:: EXERCISE INPUTS ::
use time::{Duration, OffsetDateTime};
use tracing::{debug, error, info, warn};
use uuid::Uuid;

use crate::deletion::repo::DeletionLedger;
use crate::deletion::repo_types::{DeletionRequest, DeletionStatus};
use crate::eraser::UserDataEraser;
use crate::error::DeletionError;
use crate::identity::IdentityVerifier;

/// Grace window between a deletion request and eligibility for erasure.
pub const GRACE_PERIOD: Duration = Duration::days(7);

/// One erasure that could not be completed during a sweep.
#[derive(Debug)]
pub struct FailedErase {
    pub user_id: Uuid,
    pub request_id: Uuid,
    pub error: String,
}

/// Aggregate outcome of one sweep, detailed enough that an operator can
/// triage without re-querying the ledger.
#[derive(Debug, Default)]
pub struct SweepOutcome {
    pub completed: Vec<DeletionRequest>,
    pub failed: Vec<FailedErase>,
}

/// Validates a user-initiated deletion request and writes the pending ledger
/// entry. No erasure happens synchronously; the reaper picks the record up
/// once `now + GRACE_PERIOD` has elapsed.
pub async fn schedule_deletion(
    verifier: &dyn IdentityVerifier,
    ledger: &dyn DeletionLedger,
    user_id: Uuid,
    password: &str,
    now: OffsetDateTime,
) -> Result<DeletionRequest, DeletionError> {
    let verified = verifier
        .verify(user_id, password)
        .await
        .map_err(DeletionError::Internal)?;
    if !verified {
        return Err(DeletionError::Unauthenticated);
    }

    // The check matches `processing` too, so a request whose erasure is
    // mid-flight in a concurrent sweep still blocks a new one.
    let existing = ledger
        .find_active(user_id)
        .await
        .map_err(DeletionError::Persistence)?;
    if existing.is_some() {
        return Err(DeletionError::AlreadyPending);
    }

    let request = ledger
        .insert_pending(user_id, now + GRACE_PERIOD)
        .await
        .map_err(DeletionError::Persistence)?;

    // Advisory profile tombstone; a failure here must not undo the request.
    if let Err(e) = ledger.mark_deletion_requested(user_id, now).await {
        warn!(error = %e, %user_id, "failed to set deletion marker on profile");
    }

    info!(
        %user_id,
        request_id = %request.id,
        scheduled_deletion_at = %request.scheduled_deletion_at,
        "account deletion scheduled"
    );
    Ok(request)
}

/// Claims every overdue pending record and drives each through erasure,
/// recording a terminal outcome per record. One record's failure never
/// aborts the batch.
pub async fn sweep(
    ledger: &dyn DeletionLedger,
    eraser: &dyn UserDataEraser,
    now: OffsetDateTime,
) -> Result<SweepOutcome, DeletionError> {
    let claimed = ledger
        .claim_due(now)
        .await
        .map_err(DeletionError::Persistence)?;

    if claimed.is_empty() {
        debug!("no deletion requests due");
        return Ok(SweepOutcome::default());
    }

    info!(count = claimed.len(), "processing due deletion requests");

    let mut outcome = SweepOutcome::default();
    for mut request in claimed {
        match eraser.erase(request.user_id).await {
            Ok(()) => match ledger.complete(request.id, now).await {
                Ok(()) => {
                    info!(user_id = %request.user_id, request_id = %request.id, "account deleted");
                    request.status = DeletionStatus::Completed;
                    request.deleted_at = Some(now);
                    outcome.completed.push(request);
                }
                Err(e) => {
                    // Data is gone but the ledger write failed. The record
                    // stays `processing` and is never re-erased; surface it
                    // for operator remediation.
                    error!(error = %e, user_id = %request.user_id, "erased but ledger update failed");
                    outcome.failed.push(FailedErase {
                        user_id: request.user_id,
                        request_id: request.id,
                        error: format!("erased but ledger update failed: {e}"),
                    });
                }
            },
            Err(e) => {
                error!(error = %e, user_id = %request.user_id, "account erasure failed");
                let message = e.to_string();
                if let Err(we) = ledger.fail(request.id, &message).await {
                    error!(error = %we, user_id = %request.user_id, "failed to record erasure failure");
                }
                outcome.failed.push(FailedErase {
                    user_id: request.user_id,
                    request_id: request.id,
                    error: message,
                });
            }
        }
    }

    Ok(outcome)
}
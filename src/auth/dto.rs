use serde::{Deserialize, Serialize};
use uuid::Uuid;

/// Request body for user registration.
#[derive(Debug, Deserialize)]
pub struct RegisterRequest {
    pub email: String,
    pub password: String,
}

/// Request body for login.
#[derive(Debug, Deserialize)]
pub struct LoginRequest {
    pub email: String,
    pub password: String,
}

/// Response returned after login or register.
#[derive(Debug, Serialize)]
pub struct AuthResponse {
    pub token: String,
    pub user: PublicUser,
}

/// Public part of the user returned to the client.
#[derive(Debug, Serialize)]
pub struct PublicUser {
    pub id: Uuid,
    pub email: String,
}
:::
Can you write out the lines above, from the first one through the one containing "re-querying the ledger.", exactly as they appear and nothing more?

- [COMPLETED EXERCISE]:
use time::{Duration, OffsetDateTime};
use tracing::{debug, error, info, warn};
use uuid::Uuid;

use crate::deletion::repo::DeletionLedger;
use crate::deletion::repo_types::{DeletionRequest, DeletionStatus};
use crate::eraser::UserDataEraser;
use crate::error::DeletionError;
use crate::identity::IdentityVerifier;

/// Grace window between a deletion request and eligibility for erasure.
pub const GRACE_PERIOD: Duration = Duration::days(7);

/// One erasure that could not be completed during a sweep.
#[derive(Debug)]
pub struct FailedErase {
    pub user_id: Uuid,
    pub request_id: Uuid,
    pub error: String,
}

/// Aggregate outcome of one sweep, detailed enough that an operator can
/// triage without re-querying the ledger.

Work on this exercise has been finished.